Fair warning to all gay-bashers who want to blame their crime on the 'scary lesbian' they just killed: California just became the first state to pass a ban on using the "gay panic" defense to reduce a murder charge.
Current California law permits a murder to be reduced to manslaughter if the crime happened in the heat of passion, the so-called "panic defense" that has allowed some killers of LGBTs to slide by with manslaughter. But the New Civil Rights Movement reports that a bill passed the Assembly this week that will bar defendants from using their victim's gender or sexual orientation to support a panic defense. An identical bill passed the state senate in May.
The bill, which passed on a 50-10 vote, was sponsored by Democratic Assemblywoman Susan Bonilla, who told reporters that such defenses legitimize violence against gays.
The San Diego Gay & Lesbian News reported on the legislation earlier this year, noting that the "gay panic" defense has already been used in the murders of LGBT teens Gwen Araujo and Larry King in California, as well as a case in Fort Worth where a murder suspect confessed to killing a Texas Christian University student. LGBT activists say enough is enough.

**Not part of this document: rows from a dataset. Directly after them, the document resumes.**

#[derive(Debug, Deserialize)]
struct ForkPayload {
    name: String,
    owner: OwnerPayload,
    #[serde(default)]
    default_branch: Option<String>,
    #[serde(default)]
    html_url: String,
    #[serde(default)]
    pushed_at: Option<DateTime<Utc>>,
}

impl ForkPayload {
    fn into_identity(self) -> ForkIdentity {
        ForkIdentity {
            owner: self.owner.login,
            repo: self.name,
            default_branch: branch_or_default(self.default_branch),
            html_url: self.html_url,
            pushed_at: self.pushed_at,
        }
    }
}

#[derive(Debug, Deserialize)]
struct ComparePayload {
    #[serde(default)]
    ahead_by: u32,
    #[serde(default)]
    commits: Vec<CommitPayload>,
    #[serde(default)]
    files: Vec<FilePayload>,
}

#[derive(Debug, Deserialize)]
struct CommitPayload {
    commit: CommitDetail,
    #[serde(default)]
    author: Option<OwnerPayload>,
}

#[derive(Debug, Deserialize)]
struct CommitDetail {
    #[serde(default)]
    author: Option<GitAuthor>,
    #[serde(default)]
    message: String,
}

#[derive(Debug, Deserialize)]
struct GitAuthor {
    #[serde(default)]
    name: String,
}

#[derive(Debug, Deserialize)]
struct FilePayload {
    filename: String,
    #[serde(default)]
    additions: u32,
    #[serde(default)]
    deletions: u32,
    #[serde(default)]
    patch: Option<String>,
}

impl ComparePayload {
    fn into_comparison(self, fork: &ForkIdentity) -> Option<Comparison> {
        if self.ahead_by == 0 {
            return None;
        }

        let commits = self
            .commits
            .into_iter()
            .map(|c| CommitInfo {
                author: c.commit.author.map(|a| a.name).unwrap_or_default(),
                login: c.author.map(|a| a.login),
                message: c.commit.message.lines().next().unwrap_or("").to_string(),
            })
            .collect();

        let files = self
            .files
            .into_iter()
            .map(|f| FileDelta {
                path: f.filename,
                additions: f.additions,
                deletions: f.deletions,
                patch: f.patch.unwrap_or_default(),
            })
            .collect();

        Some(Comparison {
            fork: fork.clone(),
            ahead_by: self.ahead_by,
            commits,
            files,
        })
    }
}
// SPDX-License-Identifier: AGPL-3.0-or-later
// SPDX-FileCopyrightText: 2025 Jonathan D.A. Jewell
//! Combined patch output suitable for `git apply`

use crate::types::Recommendation;
use std::io::{self, Write};

/// Write one `---`/`+++` section per recommendation
///
/// The raw patches already carry their `@@` hunk headers and are written
/// as-is.
pub fn write_patch<W: Write>(out: &mut W, recommendations: &[Recommendation]) -> io::Result<()> {
    for (i, rec) in recommendations.iter().enumerate() {
        if i > 0 {
            writeln!(out)?;
        }
        writeln!(out, "--- a/{}", rec.path)?;
        writeln!(out, "+++ b/{}", rec.path)?;
        writeln!(out, "{}", rec.patch.trim_end_matches('\n'))?;
    }
    Ok(())
}
// SPDX-License-Identifier: AGPL-3.0-or-later
// SPDX-FileCopyrightText: 2025 Jonathan D.A. Jewell
//! Analyze command - compares forks to upstream and reports convergence

use crate::analysis::{self, recommend};
use crate::config::Config;
use crate::noise::NoiseRules;
use crate::render::json::write_json;
use crate::render::patch::write_patch;
use crate::render::table::{write_table, TableOptions};
use crate::render::OutputFormat;
use crate::source::{fetch_comparisons, ForkSource, GitHubClient, RepoSlug};
use crate::types::AnalysisResult;
use anyhow::{Context, Result};
use std::io::{self, Write};
use tracing::{info, warn};

/// Arguments for the analyze command
#[derive(Debug, Clone)]
pub struct AnalyzeArgs {
    /// Upstream repository as `owner/repo`
    pub repo: String,
    /// Override for the configured fork limit
    pub limit: Option<usize>,
    /// Override for the configured minimum commits ahead
    pub min_ahead: Option<u32>,
    /// Output format
    pub format: OutputFormat,
    /// Emit ANSI colors in table output
    pub color: bool,
}

/// Run the analyze command against GitHub
pub fn run(args: &AnalyzeArgs, config: &Config) -> Result<()> {
    // Reject bad identifiers before touching credentials or the network
    let slug: RepoSlug = args.repo.parse()?;
    let client = GitHubClient::from_config(config).context("Failed to create GitHub client")?;

    let limit = args.limit.unwrap_or(config.limit);
    let rules = NoiseRules::from_config(&config.noise, args.min_ahead.unwrap_or(config.min_ahead));
    let result = analyze_repository(&client, &slug, limit, &rules)?;

    let table = TableOptions {
        color: args.color,
        max_diff_lines: config.max_diff_lines,
    };
    let mut stdout = io::stdout().lock();
    render(&mut stdout, &result, args.format, table)
}

/// Fetch comparisons from `source` and analyze them
pub fn analyze_repository<S>(
    source: &S,
    slug: &RepoSlug,
    limit: usize,
    rules: &NoiseRules,
) -> Result<AnalysisResult>
where
    S: ForkSource + ?Sized,
{
    let outcome = fetch_comparisons(source, slug, limit)
        .with_context(|| format!("Failed to analyze forks of {slug}"))?;
    if outcome.failed > 0 {
        warn!("{} forks could not be compared and were skipped", outcome.failed);
    }

    Ok(analysis::analyze(
        &outcome.upstream,
        outcome.analyzed,
        outcome.comparisons,
        rules,
    ))
}

/// Render a result in the requested format
pub fn render<W: Write>(
    out: &mut W,
    result: &AnalysisResult,
    format: OutputFormat,
    table: TableOptions,
) -> Result<()> {
    match format {
        OutputFormat::Table => write_table(out, result, table).context("Failed to write report")?,
        OutputFormat::Json => {
            write_json(out, result, &recommend(result)).context("Failed to write JSON")?;
        }
        OutputFormat::Patch => {
            let recommendations = recommend(result);
            if recommendations.is_empty() {
                info!("No convergent patches found in {}/{}", result.upstream_owner, result.upstream_repo);
            }
            write_patch(out, &recommendations).context("Failed to write patch")?;
        }
    }
    Ok(())
}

"It is an outrage to allow the use of panic defenses and in doing so blame the victims of horrific acts of violence," said John O'Connor, executive director of Equality California. "Homophobia and transphobia have no place in California's justice system.
"This is 2014! We as a society are moving rapidly away from the hate, bias and prejudice against people who are lesbian, gay, bisexual or transgender," Bonilla said. "It is shocking to know that criminal defendants are encouraged by their counsel to employ this so-called 'gay panic' or 'trans panic' defense in order to receive a possible lesser sentence for murdering an individual just because of their sexual orientation or gender identity."
The Advocate reports that the bill was one of seven sponsored by EQCA. Other legislation seeks to let parents to choose to self-designate as "father," "mother," or "parent" on birth certificates; or replace references to "husband" and "wife" with gender-neutral language such as "spouse" in all state laws.
Additional legislation requires schools to document responses to bullying and refer students to appropriate services; assure that nonprofit youth organizations receive special tax exemptions only if they comply with state nondiscrimination laws; educate health care providers about LGBT health issues; and mandate that death certificates for transgender Californians reflect their identity accurately.